**Source data:**
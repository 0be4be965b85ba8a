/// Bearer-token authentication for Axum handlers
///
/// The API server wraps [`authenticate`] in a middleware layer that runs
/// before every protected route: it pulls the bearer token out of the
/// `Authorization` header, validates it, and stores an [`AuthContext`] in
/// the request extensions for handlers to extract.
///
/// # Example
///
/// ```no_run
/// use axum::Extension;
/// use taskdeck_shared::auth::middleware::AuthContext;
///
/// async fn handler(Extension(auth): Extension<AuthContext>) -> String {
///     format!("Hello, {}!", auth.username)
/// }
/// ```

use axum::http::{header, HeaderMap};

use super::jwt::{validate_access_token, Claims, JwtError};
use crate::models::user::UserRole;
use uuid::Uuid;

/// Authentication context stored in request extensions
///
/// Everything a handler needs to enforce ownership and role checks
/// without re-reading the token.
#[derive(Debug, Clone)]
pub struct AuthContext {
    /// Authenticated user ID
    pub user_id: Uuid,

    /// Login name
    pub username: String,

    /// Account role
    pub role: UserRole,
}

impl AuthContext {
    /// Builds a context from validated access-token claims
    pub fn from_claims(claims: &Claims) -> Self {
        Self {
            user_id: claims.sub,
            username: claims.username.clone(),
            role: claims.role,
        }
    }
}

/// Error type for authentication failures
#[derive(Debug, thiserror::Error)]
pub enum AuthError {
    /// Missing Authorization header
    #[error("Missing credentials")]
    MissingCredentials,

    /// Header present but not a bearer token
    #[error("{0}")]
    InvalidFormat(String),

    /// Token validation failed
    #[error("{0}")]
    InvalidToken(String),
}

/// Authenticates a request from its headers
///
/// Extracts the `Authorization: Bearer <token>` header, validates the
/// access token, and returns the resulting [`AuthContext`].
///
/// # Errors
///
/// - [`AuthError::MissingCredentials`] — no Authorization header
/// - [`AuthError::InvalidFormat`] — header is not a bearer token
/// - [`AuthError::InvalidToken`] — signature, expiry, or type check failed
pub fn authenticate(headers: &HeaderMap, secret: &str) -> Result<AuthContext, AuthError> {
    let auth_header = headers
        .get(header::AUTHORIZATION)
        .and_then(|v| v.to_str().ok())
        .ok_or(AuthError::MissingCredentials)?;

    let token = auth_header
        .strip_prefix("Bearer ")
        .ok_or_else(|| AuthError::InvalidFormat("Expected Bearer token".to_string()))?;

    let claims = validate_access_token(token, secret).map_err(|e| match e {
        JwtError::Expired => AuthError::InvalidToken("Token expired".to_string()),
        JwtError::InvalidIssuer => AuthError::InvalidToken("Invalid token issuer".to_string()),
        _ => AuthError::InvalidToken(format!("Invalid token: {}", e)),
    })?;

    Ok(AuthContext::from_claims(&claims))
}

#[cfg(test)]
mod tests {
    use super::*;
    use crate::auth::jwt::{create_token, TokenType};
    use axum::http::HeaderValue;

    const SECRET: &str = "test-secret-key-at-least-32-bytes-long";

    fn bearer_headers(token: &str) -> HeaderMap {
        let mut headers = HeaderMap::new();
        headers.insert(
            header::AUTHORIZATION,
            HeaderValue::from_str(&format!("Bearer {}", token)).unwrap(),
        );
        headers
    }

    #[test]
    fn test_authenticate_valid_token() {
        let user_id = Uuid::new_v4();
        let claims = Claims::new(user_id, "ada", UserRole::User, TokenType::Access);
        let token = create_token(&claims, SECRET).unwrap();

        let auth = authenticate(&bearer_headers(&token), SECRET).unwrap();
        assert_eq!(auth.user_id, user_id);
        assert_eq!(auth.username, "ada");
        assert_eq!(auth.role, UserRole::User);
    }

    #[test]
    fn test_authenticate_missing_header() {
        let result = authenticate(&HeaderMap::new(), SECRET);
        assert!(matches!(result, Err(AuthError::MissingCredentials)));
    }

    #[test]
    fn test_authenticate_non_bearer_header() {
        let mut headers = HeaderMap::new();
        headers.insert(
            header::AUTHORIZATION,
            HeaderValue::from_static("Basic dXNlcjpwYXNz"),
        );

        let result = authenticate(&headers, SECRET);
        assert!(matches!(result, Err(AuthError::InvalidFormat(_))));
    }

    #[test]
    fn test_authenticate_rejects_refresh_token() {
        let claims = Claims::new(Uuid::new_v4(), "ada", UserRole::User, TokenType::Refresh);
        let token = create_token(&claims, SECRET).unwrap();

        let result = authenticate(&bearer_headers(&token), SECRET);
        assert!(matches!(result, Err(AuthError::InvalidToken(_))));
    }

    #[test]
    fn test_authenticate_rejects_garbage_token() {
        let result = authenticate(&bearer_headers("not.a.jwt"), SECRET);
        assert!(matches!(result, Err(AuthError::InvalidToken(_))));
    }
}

--

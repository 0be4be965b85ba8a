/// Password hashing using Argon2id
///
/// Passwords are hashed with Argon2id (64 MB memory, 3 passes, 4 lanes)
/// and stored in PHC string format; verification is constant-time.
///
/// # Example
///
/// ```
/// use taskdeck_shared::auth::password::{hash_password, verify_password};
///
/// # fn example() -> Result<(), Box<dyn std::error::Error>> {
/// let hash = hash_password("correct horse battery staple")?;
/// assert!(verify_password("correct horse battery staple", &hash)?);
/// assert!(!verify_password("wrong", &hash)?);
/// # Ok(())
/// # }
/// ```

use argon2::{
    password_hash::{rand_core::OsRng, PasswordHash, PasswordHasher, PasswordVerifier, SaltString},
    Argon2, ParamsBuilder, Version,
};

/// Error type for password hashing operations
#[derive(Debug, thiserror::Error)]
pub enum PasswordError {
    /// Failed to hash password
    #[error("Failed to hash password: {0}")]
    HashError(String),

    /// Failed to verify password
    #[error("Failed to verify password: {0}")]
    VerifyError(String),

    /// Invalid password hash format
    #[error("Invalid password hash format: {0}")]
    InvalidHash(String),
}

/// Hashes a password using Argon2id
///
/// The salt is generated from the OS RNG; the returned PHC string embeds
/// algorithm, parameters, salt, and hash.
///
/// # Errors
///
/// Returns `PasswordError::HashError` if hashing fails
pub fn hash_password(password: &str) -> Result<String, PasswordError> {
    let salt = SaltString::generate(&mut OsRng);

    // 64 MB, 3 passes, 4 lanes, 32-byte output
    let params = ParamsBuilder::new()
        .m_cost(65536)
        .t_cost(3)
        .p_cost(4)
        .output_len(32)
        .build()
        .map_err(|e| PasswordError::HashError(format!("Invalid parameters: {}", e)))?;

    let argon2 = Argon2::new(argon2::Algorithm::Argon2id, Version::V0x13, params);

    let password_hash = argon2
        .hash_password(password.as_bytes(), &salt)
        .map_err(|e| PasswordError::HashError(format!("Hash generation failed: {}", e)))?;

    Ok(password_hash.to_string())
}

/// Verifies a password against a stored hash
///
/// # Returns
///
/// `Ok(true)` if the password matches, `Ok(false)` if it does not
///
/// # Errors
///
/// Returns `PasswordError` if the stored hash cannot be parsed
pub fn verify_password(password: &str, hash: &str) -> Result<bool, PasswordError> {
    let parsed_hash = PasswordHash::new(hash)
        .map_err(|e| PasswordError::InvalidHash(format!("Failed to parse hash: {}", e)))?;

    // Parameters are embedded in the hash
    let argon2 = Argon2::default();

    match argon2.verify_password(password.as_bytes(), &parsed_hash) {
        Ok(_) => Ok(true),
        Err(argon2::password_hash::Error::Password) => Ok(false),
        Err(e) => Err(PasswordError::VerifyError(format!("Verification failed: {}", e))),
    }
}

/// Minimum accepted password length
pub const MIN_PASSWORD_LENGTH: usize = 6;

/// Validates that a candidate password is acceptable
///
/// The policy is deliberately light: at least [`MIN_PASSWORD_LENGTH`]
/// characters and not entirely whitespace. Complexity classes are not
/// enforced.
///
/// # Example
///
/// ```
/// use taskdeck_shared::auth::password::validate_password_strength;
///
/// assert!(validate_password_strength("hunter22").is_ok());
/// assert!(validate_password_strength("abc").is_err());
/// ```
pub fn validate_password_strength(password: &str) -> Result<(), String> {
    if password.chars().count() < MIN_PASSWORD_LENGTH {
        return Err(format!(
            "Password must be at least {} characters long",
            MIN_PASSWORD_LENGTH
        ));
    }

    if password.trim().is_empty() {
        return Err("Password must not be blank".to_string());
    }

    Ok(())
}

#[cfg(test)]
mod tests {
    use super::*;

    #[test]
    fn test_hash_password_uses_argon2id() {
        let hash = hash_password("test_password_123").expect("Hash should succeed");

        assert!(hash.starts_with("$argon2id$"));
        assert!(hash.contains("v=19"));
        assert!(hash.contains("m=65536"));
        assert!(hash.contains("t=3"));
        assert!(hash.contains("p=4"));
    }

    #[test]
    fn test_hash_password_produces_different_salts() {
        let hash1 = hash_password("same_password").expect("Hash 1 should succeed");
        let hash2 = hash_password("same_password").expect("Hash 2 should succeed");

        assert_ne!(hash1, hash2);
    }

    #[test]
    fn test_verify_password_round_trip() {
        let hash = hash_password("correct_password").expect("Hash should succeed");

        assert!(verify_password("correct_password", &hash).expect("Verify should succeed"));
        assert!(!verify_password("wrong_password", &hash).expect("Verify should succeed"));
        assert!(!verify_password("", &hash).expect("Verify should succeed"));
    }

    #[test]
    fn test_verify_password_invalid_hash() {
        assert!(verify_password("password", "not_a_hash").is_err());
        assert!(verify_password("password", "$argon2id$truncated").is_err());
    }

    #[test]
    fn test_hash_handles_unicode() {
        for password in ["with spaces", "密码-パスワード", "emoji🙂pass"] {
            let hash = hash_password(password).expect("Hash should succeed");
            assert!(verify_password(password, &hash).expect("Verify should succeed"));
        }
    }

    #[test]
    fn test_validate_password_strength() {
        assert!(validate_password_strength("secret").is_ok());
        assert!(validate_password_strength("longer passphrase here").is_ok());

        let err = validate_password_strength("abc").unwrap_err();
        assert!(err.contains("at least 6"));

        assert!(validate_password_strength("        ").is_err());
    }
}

--

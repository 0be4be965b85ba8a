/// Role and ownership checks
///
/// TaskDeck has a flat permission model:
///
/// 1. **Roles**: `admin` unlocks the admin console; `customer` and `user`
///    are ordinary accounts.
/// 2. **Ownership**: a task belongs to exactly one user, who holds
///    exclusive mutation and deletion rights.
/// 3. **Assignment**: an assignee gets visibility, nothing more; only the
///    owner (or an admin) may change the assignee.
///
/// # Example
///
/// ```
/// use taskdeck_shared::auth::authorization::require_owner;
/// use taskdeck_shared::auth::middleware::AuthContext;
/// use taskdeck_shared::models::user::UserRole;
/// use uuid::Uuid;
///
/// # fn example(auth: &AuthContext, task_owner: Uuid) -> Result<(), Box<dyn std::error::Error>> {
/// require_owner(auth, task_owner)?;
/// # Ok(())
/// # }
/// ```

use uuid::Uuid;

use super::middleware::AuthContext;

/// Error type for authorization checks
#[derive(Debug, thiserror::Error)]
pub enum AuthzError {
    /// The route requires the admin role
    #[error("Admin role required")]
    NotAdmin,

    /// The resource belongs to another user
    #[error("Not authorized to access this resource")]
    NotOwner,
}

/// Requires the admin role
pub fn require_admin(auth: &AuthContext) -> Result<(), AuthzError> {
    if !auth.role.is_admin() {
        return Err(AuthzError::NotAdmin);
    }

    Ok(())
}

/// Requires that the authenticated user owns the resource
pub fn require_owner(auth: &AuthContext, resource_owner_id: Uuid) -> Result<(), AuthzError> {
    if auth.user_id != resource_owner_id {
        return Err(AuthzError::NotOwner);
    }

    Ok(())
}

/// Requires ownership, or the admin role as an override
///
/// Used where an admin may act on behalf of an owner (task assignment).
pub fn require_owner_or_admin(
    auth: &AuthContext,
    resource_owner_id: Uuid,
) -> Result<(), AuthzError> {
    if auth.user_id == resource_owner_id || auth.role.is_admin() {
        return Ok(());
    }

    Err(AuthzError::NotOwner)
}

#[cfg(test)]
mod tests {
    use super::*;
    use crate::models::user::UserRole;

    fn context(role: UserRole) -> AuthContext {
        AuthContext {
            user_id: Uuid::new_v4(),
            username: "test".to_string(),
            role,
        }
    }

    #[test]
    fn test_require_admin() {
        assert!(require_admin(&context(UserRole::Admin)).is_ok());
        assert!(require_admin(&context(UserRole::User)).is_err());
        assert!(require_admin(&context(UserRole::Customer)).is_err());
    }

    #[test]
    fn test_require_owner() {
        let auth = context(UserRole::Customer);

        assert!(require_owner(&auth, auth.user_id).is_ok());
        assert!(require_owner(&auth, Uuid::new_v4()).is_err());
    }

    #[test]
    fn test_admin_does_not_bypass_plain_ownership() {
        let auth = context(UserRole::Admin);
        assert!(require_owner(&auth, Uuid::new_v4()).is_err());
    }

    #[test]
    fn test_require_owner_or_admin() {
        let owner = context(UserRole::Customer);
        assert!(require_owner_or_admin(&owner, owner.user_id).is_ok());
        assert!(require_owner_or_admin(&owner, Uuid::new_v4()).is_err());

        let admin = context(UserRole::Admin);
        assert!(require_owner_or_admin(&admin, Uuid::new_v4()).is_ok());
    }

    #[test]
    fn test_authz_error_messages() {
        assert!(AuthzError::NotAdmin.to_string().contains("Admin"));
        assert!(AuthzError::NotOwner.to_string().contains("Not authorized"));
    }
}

**WORK TASK:**
Find every line of the data that holds the string "stored", then say how many there are and nothing else.

**EXERCISE RESPONSE:**
4